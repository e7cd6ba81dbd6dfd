//! Day-completion workflow: start a session, track the bookmark, and run the
//! guarded, idempotent completion pipeline.

use std::sync::Arc;

use chrono::NaiveDate;
use tracing::warn;

use plan_core::missed::missed_days;
use plan_core::model::{
    DayId, DayReadingLog, LogSet, ReadingMode, ReadingSession, ReadingSettings, SectionId,
    UserStats,
};
use plan_core::rewards::{calculate_reward, RewardBreakdown};
use plan_core::stats::compute_stats;
use plan_core::Clock;
use storage::repository::{BookmarkRepository, SettingsRepository, StatsCacheRepository};

use crate::error::SessionError;
use crate::sync::{SyncService, WriteState};

//
// ─── PLAN CONTENT ──────────────────────────────────────────────────────────────
//

/// What the reader sees for one plan day. The tracker only needs the section
/// list (recorded on completion) and a length estimate for the engagement
/// floor.
#[derive(Debug, Clone, PartialEq, Eq)]
pub struct DayContent {
    pub section_ids: Vec<SectionId>,
    pub estimated_seconds: u32,
}

/// Lookup into the reading plan's content. Content loading itself lives
/// outside this crate; implementors only answer "what is day N".
pub trait PlanContent: Send + Sync {
    fn day(&self, day: DayId) -> Option<DayContent>;
}

/// Fixed content table, enough for tests and seeded demos.
#[derive(Debug, Clone, Default)]
pub struct StaticPlanContent {
    days: std::collections::HashMap<u32, DayContent>,
}

impl StaticPlanContent {
    #[must_use]
    pub fn new() -> Self {
        Self::default()
    }

    #[must_use]
    pub fn with_day(mut self, day: DayId, content: DayContent) -> Self {
        self.days.insert(day.value(), content);
        self
    }
}

impl PlanContent for StaticPlanContent {
    fn day(&self, day: DayId) -> Option<DayContent> {
        self.days.get(&day.value()).cloned()
    }
}

const MIN_ENGAGEMENT_SECONDS: u32 = 60;
const MAX_ENGAGEMENT_SECONDS: u32 = 240;

/// Seconds a reader must stay in the session before a completion counts:
/// half the estimated read time, clamped to [60, 240].
#[must_use]
pub fn required_engagement_seconds(estimated_seconds: u32) -> u32 {
    (estimated_seconds / 2).clamp(MIN_ENGAGEMENT_SECONDS, MAX_ENGAGEMENT_SECONDS)
}

//
// ─── PLAN STATE ────────────────────────────────────────────────────────────────
//

/// Caller-owned working state: the canonical log set and the stats derived
/// from it. Stats are never mutated incrementally, always recomputed.
#[derive(Debug, Clone, PartialEq)]
pub struct PlanState {
    pub logs: LogSet,
    pub stats: UserStats,
}

impl PlanState {
    /// Builds state with stats derived from `logs` as of `today`.
    #[must_use]
    pub fn new(logs: LogSet, today: NaiveDate) -> Self {
        let stats = compute_stats(&logs, today);
        Self { logs, stats }
    }
}

//
// ─── COMPLETION OUTCOME ────────────────────────────────────────────────────────
//

/// Why a completion attempt was refused. Rejections are no-ops: no state,
/// local or remote, changes.
#[derive(Debug, Clone, Copy, PartialEq, Eq)]
pub enum RejectReason {
    /// The session targets a date after today.
    FutureDate,
    /// The date already has a completed entry; this makes retries idempotent.
    AlreadyCompleted,
    /// No content exists for the session's day.
    MissingContent,
    /// The session was too short to plausibly be a reading.
    InsufficientEngagement { required: u32, actual: u32 },
}

/// Result of `complete_reading`.
#[derive(Debug, Clone, PartialEq)]
pub enum CompletionOutcome {
    Completed {
        log: DayReadingLog,
        reward: RewardBreakdown,
        write: WriteState,
    },
    Rejected(RejectReason),
}

//
// ─── SERVICE ───────────────────────────────────────────────────────────────────
//

/// Orchestrates reading sessions against caller-owned `PlanState`.
pub struct ReadingPlanService {
    clock: Clock,
    content: Arc<dyn PlanContent>,
    bookmarks: Arc<dyn BookmarkRepository>,
    settings: Arc<dyn SettingsRepository>,
    stats_cache: Arc<dyn StatsCacheRepository>,
    sync: Arc<SyncService>,
}

impl ReadingPlanService {
    #[must_use]
    pub fn new(
        clock: Clock,
        content: Arc<dyn PlanContent>,
        bookmarks: Arc<dyn BookmarkRepository>,
        settings: Arc<dyn SettingsRepository>,
        stats_cache: Arc<dyn StatsCacheRepository>,
        sync: Arc<SyncService>,
    ) -> Self {
        Self {
            clock,
            content,
            bookmarks,
            settings,
            stats_cache,
            sync,
        }
    }

    /// Opens a session for `day`. `date` defaults to today; makeup sessions
    /// pass the missed date instead. A bookmark left over from a different
    /// date is cleared so it cannot resume into the wrong day.
    ///
    /// # Errors
    ///
    /// Returns `SessionError` on local storage failures.
    pub async fn start_reading(
        &self,
        day: DayId,
        mode: ReadingMode,
        date: Option<NaiveDate>,
    ) -> Result<ReadingSession, SessionError> {
        let date = date.unwrap_or_else(|| self.clock.today());
        if let Some(bookmark) = self.bookmarks.get_bookmark().await? {
            if bookmark.date != date {
                self.bookmarks.clear_bookmark().await?;
            }
        }
        Ok(ReadingSession::new(day, mode, date, self.clock.now()))
    }

    /// Records the scroll position locally and pushes it to the remote
    /// best-effort.
    ///
    /// # Errors
    ///
    /// Returns `SessionError` when the local save fails; remote failures are
    /// swallowed.
    pub async fn update_bookmark(
        &self,
        session: &mut ReadingSession,
        scroll_offset: f64,
    ) -> Result<(), SessionError> {
        session.set_bookmark(scroll_offset);
        if let Some(bookmark) = session.bookmark() {
            self.bookmarks.save_bookmark(bookmark).await?;
            self.sync.push_bookmark(bookmark).await;
        }
        Ok(())
    }

    /// What completing `date` in `mode` right now would earn. Commit-free:
    /// no state changes, calling it any number of times is safe.
    ///
    /// # Errors
    ///
    /// Returns `SessionError` if settings cannot be read.
    pub async fn preview_points(
        &self,
        state: &PlanState,
        date: NaiveDate,
        mode: ReadingMode,
    ) -> Result<RewardBreakdown, SessionError> {
        let settings = self.load_settings().await?;
        Ok(calculate_reward(
            &state.logs,
            date,
            mode,
            settings.weekly_target(),
            self.clock.now(),
        ))
    }

    /// Runs the completion pipeline for `session`.
    ///
    /// Guards first (future date, already completed, missing content,
    /// engagement floor); a failed guard is a `Rejected` outcome and a
    /// complete no-op. A passing attempt computes the reward, updates
    /// `state` optimistically, recomputes stats, then persists: local log
    /// write, stats cache, remote upsert. Local and remote failures are
    /// logged and absorbed so the in-memory state always reflects the
    /// completion; the returned `WriteState` says how far it got.
    ///
    /// # Errors
    ///
    /// Returns `SessionError` if settings cannot be read.
    pub async fn complete_reading(
        &self,
        state: &mut PlanState,
        session: &ReadingSession,
    ) -> Result<CompletionOutcome, SessionError> {
        let now = self.clock.now();
        let today = self.clock.today();

        if session.date() > today {
            return Ok(CompletionOutcome::Rejected(RejectReason::FutureDate));
        }
        if state.logs.is_completed(session.date()) {
            return Ok(CompletionOutcome::Rejected(RejectReason::AlreadyCompleted));
        }
        let Some(content) = self.content.day(session.day_id()) else {
            return Ok(CompletionOutcome::Rejected(RejectReason::MissingContent));
        };
        let required = required_engagement_seconds(content.estimated_seconds);
        let actual = session.active_seconds(now);
        if actual < required {
            return Ok(CompletionOutcome::Rejected(
                RejectReason::InsufficientEngagement { required, actual },
            ));
        }

        let settings = self.load_settings().await?;
        let reward = calculate_reward(
            &state.logs,
            session.date(),
            session.mode(),
            settings.weekly_target(),
            now,
        );
        let log = DayReadingLog::completed(
            session.date(),
            session.mode(),
            reward.total(),
            now,
            content.section_ids,
        );

        state.logs.insert(log.clone());
        state.stats = compute_stats(&state.logs, today);

        let write = self.sync.commit(&log).await;
        if let Err(e) = self.stats_cache.save_stats(&state.stats).await {
            warn!(error = %e, "stats cache write failed");
        }
        if let Err(e) = self.bookmarks.clear_bookmark().await {
            warn!(error = %e, "bookmark clear failed");
        }

        Ok(CompletionOutcome::Completed { log, reward, write })
    }

    /// Scheduled days inside the lookback window the reader still owes.
    ///
    /// # Errors
    ///
    /// Returns `SessionError` if settings cannot be read.
    pub async fn missed_days(
        &self,
        state: &PlanState,
        lookback_days: u32,
    ) -> Result<Vec<NaiveDate>, SessionError> {
        let settings = self.load_settings().await?;
        Ok(missed_days(
            &state.logs,
            lookback_days,
            settings.weekly_target(),
            settings.plan_start(),
            self.clock.today(),
        ))
    }

    /// Re-derives stats from the canonical set as of today.
    pub fn recompute_stats(&self, state: &mut PlanState) {
        state.stats = compute_stats(&state.logs, self.clock.today());
    }

    async fn load_settings(&self) -> Result<ReadingSettings, SessionError> {
        Ok(self.settings.get_settings().await?.unwrap_or_default())
    }
}

//
// ─── TESTS ─────────────────────────────────────────────────────────────────────
//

****

| Required work |
Check the entries above for the word "owned" and copy every line where it turns up.

| Solution for this problem |
/// Caller-owned working state: the canonical log set and the stats derived
/// Orchestrates reading sessions against caller-owned `PlanState`.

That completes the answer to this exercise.